## Task details
Everything from the line containing "if mode == InputMode::CURRENT" through the line containing "self.sys.painter.set_output_mode(mode);" in the listing below should be copied exactly, and nothing more.

## Data to process
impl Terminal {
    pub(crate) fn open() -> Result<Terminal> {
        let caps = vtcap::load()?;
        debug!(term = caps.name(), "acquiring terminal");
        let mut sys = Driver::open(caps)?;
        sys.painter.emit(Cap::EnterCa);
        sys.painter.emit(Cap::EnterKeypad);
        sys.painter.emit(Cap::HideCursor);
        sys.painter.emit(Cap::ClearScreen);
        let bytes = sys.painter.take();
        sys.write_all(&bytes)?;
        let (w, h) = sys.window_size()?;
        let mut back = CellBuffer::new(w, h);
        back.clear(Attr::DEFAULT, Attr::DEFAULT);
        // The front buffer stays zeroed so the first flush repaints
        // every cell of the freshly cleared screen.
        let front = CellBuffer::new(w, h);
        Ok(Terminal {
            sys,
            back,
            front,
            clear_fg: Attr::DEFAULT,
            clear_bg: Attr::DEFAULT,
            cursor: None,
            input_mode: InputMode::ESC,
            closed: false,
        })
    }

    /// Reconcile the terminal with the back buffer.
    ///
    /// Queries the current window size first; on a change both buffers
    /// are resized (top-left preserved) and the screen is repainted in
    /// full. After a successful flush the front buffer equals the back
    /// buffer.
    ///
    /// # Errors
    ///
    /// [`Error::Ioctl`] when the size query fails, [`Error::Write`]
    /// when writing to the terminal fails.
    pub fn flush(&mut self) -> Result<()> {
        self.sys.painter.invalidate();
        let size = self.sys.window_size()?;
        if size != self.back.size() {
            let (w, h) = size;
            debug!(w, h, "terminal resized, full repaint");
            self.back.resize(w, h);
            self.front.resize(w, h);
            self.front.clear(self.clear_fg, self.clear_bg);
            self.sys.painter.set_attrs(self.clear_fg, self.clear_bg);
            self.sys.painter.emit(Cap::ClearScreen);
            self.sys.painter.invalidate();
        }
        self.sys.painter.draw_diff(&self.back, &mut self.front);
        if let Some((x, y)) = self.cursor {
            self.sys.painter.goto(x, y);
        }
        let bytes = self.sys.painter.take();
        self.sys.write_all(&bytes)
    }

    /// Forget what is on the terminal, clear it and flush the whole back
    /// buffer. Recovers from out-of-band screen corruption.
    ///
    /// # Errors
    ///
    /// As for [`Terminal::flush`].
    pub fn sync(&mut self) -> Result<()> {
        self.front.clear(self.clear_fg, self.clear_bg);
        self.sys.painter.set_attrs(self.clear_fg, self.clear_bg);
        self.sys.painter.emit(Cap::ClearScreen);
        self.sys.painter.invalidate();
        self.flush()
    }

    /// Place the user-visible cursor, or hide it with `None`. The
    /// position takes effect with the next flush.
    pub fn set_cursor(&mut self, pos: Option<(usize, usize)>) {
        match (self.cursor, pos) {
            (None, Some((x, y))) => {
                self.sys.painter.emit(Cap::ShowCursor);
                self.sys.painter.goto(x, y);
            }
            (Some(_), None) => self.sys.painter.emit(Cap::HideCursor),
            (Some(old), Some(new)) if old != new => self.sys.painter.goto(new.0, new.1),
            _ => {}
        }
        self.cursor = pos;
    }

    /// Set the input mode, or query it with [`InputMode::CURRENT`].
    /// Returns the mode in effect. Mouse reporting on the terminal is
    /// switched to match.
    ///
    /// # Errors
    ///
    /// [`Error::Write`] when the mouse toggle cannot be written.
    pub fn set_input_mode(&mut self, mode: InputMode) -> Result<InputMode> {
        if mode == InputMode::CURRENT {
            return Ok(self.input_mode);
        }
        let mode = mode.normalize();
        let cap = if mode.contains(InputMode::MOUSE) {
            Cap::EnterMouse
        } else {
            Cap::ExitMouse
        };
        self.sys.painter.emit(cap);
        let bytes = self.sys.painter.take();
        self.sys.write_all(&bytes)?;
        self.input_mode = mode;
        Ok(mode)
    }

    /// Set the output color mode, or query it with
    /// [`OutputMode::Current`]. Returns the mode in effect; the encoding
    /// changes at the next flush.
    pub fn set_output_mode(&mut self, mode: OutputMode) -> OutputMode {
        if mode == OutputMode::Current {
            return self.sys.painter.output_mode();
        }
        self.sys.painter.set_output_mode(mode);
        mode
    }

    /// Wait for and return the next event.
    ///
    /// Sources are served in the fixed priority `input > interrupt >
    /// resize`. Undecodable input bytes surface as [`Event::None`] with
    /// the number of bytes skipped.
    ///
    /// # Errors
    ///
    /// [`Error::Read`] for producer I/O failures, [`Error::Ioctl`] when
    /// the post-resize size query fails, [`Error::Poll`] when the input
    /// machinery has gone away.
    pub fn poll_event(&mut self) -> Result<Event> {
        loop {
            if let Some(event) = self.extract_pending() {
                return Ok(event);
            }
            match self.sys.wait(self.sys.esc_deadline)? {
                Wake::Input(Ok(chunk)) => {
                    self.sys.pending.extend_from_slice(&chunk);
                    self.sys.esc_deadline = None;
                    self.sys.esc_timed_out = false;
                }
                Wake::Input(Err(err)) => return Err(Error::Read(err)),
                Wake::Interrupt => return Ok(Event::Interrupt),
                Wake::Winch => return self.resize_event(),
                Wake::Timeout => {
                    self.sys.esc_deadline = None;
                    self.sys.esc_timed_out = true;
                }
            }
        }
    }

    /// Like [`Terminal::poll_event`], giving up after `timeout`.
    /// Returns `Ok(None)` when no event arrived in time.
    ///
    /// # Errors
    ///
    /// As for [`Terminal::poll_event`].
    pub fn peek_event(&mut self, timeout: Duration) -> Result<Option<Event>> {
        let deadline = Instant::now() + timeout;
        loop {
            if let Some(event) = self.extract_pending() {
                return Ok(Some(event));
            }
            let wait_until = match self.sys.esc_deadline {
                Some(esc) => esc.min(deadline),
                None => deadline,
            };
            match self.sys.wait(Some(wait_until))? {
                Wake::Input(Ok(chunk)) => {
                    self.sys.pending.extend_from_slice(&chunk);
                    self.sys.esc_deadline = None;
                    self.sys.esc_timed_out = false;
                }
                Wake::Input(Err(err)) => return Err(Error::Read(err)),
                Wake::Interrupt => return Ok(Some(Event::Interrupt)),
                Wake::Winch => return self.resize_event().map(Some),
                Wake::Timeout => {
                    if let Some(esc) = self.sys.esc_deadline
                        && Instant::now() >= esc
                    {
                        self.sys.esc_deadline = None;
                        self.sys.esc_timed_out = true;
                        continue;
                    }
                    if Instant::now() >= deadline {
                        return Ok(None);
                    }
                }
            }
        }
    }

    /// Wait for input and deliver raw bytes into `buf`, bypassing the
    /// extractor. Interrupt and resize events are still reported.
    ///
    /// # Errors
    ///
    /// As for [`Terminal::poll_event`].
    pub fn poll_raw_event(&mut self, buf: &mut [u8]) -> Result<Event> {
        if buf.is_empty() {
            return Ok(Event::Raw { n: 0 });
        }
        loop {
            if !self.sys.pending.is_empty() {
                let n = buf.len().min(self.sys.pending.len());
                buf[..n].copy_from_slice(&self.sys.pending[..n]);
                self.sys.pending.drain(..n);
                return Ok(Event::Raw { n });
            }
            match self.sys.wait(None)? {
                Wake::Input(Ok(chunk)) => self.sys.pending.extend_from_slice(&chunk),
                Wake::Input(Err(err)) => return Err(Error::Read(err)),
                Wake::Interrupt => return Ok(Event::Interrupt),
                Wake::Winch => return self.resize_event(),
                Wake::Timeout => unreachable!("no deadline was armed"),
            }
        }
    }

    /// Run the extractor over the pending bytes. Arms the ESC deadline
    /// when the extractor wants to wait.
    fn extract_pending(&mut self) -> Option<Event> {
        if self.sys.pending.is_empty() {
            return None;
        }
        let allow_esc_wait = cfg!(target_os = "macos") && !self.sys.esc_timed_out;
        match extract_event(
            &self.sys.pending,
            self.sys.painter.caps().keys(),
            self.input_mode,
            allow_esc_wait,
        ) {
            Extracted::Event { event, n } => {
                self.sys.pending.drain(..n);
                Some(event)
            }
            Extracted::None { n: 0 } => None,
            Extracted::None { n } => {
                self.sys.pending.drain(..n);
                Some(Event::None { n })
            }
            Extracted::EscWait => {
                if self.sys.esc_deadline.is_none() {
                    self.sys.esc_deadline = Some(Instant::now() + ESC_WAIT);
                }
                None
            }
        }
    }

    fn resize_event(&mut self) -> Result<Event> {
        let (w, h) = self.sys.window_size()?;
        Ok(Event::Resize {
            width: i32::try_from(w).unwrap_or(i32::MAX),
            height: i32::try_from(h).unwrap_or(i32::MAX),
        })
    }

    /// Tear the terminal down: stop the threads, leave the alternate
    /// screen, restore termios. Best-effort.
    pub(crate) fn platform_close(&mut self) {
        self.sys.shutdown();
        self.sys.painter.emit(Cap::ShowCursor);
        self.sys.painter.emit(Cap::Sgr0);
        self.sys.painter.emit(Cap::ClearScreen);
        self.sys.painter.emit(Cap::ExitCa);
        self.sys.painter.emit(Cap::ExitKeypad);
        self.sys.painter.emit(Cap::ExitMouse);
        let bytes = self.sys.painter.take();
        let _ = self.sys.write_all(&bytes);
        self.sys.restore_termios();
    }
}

## Task answer
        if mode == InputMode::CURRENT {
            return Ok(self.input_mode);
        }
        let mode = mode.normalize();
        let cap = if mode.contains(InputMode::MOUSE) {
            Cap::EnterMouse
        } else {
            Cap::ExitMouse
        };
        self.sys.painter.emit(cap);
        let bytes = self.sys.painter.take();
        self.sys.write_all(&bytes)?;
        self.input_mode = mode;
        Ok(mode)
    }

    /// Set the output color mode, or query it with
    /// [`OutputMode::Current`]. Returns the mode in effect; the encoding
    /// changes at the next flush.
    pub fn set_output_mode(&mut self, mode: OutputMode) -> OutputMode {
        if mode == OutputMode::Current {
            return self.sys.painter.output_mode();
        }
        self.sys.painter.set_output_mode(mode);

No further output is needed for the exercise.